I ritrovamenti illustrano il processo che ha portato alla comparsa del primo animale domestico

Il più antico cane italiano scoperto dai ricercatori dell’Università di Siena in due siti paleolitici in Puglia. I ritrovamenti archeologici potrebbero rappresentare le pionieristiche testimonianze del processo che ha portato alla comparsa del primo animale domestico.

Alcuni resti rinvenuti nei siti paleolitici di Grotta Paglicci a Rignano Garganico (Foggia) e Grotta Romanelli a Castro (Lecce) testimoniano una presenza molto antica del cane, datata tra 14 mila e 20 mila anni fa. La scoperta del più antico cane italiano è del Dipartimento di Scienze Fisiche, della Terra e dell’Ambiente dell’ateneo  e in particolare dell’Unità di ricerca di Preistoria e Antropologia. Lo studio, frutto della collaborazione con
altri enti nazionali e internazionali, è stato recentemente pubblicato sulla rivista Scientific Reports.

“Questa scoperta è di particolare interesse in quanto i cani più antichi, riconosciuti con certezza dagli studiosi di preistoria, provenivano fino a ora da contesti dell’Europa centrale e occidentale datati a circa 16mila anni fa”, spiega Francesco Boschin, archeozoologo dell’Università di Siena e coordinatore dello studio. “I resti pugliesi
rappresentano quindi, a oggi, gli individui più antichi scoperti nell’area mediterranea, ma potrebbero rappresentare anche le prime testimonianze in assoluto del processo che ha portato alla comparsa del cane, il primo animale domestico”.

La domesticazione del cane si fa risalire all’ultimo massimo glaciale, un periodo di forte crisi ambientale durante il
quale molte popolazioni animali europee, uomo compreso, hanno cercato rifugio in alcune regioni, quali ad esempio le penisole dell’Europa meridionale (Italia peninsulare, Iberia, Balcani), l’area franco-cantabrica e il bacino dei Carpazi.

“In questo periodo di forte crisi”,  prosegue il dottor Boschin, “il lupo, un predatore sociale per certi versi affine all’uomo, potrebbe avere individuato un nuovo modo per garantirsi la sopravvivenza: adattarsi a sfruttare gli avanzi delle prede dei cacciatori-raccoglitori paleolitici, frequentandone le periferie degli accampamenti. Ciò avrebbe favorito il contatto sempre più stretto tra uomini e lupi e tra questi ultimi la sopravvivenza degli individui meno aggressivi. La selezione di animali sempre più docili avrebbe poi innescato il processo di domesticazione e la comparsa dei primi cani”.
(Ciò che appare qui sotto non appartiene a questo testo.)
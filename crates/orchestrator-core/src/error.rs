// Copyright (c) 2025 Workflow Orchestration Team
// SPDX-License-Identifier: Apache-2.0

//! Error taxonomy for the orchestration and choreography engine.

use std::time::Duration;
use uuid::Uuid;

/// Result alias used throughout this crate.
pub type Result<T> = std::result::Result<T, OrchestratorError>;

/// All error kinds surfaced by the engine.
///
/// `ConfigError`-shaped variants are synchronous: they are returned at
/// submission or registration time, before any execution is created.
/// `TransientServiceError`-shaped variants are recovered internally by the
/// step executor (retries, fallback) to the extent policy permits; whatever
/// remains propagates as `StepFailed`.
#[derive(Debug, thiserror::Error)]
pub enum OrchestratorError {
    /// No service is registered under this identifier.
    #[error("unknown service: {0}")]
    UnknownService(String),

    /// No workflow definition is registered under this identifier.
    #[error("unknown workflow: {0}")]
    UnknownWorkflow(String),

    /// No execution is registered under this identifier.
    #[error("unknown execution: {0}")]
    UnknownExecution(Uuid),

    /// The step dependency graph contains a cycle.
    #[error("cyclic dependency among steps: {0:?}")]
    CyclicDependency(Vec<String>),

    /// A step's `depends_on` references a step id that does not exist.
    #[error("step '{step_id}' depends on unknown step '{dep}'")]
    MissingDependency { step_id: String, dep: String },

    /// A workflow definition is otherwise structurally invalid.
    #[error("invalid workflow definition '{workflow_id}': {reason}")]
    InvalidDefinition { workflow_id: String, reason: String },

    /// The step's service is unavailable (circuit open) and no fallback is
    /// permitted.
    #[error("service '{0}' is unavailable")]
    ServiceUnavailable(String),

    /// A step exhausted its retries (and has no permitted fallback).
    #[error("step '{step_id}' failed: {message}")]
    StepFailed { step_id: String, message: String },

    /// The caller requested cancellation.
    #[error("cancelled")]
    Cancelled,

    /// An operation exceeded its allotted duration.
    #[error("timed out after {duration:?}")]
    Timeout { duration: Duration },

    /// A remote call failed at the transport layer (network error, non-2xx,
    /// or an unparseable body). Recovered by retry/fallback inside the step
    /// executor; only observed directly in unit tests of the remote caller.
    #[error("transient service error: {0}")]
    TransientServiceError(String),

    /// A transaction committed on some participants but not others.
    /// Not automatically recovered; flagged for external reconciliation.
    #[error("transaction '{transaction_id}' is post-prepare inconsistent: {detail}")]
    PostPrepareInconsistency {
        transaction_id: Uuid,
        detail: String,
    },

    /// Catch-all for errors that don't fit a named kind.
    #[error("{0}")]
    Other(String),
}

impl OrchestratorError {
    pub fn other(msg: impl Into<String>) -> Self {
        Self::Other(msg.into())
    }
}

impl From<serde_json::Error> for OrchestratorError {
    fn from(err: serde_json::Error) -> Self {
        Self::Other(format!("serialization error: {err}"))
    }
}

impl From<serde_yaml::Error> for OrchestratorError {
    fn from(err: serde_yaml::Error) -> Self {
        Self::Other(format!("yaml error: {err}"))
    }
}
“È ancora difficile capire se la Puglia possa essere stata un centro di domesticazione”, precisano i ricercatori. “I dati genetici di uno dei cani provenienti da Grotta Paglicci, datato a 14 mila fa, ne mettono in risalto la somiglianza con un individuo di epoca comparabile proveniente dal sito di Bonn-Oberkassel in Germania. I due cani potrebbero quindi essersi originati da una popolazione comune, più antica, poi diffusasi in varie parti d’Europa. All’epoca il nostro continente era caratterizzato da una forte frammentazione culturale, ma il rinvenimento di due cani geneticamente affini, uno in Italia meridionale e l’altro in Germania, significa che nonostante le differenze culturali il cane può aver rappresentato un importante elemento di contatto tra le comunità di cacciatori-raccoglitori
dell’epoca”.

Ulteriori ricerche, spiegano i ricercatori, potrebbero ora far comprendere il ruolo del cane nelle comunità paleolitiche, se possa quindi avere avuto una funzione nelle battute di caccia o di difesa degli accampamenti oppure un importante ruolo simbolico, che ha ancora oggi presso alcune popolazioni dove è considerato manifestazione
terrena di spiriti o reincarnazione di defunti.

Lo studio è stato svolto dall’Università di Siena in collaborazione con l’Università di Firenze, il Centro Fermi di Roma, l’International Centre for Theoretical Physics di Trieste, l’Università di Bordeaux, il Museo nazionale preistorico etnografico”Luigi Pigorini” di Roma, l’Istituto Zooprofilattico sperimentale delle Regioni Lazio e Toscana ‘Aleandri’, l’Istituto nazionale di Fisica nucleare – sezione di Firenze, il Musée de l’Homme di Parigi,Elettra Sincrotrone di Trieste e la Soprintendenza archeologia Belle Arti e Paesaggio per le Province di Barletta-Andria-Trani e Foggia.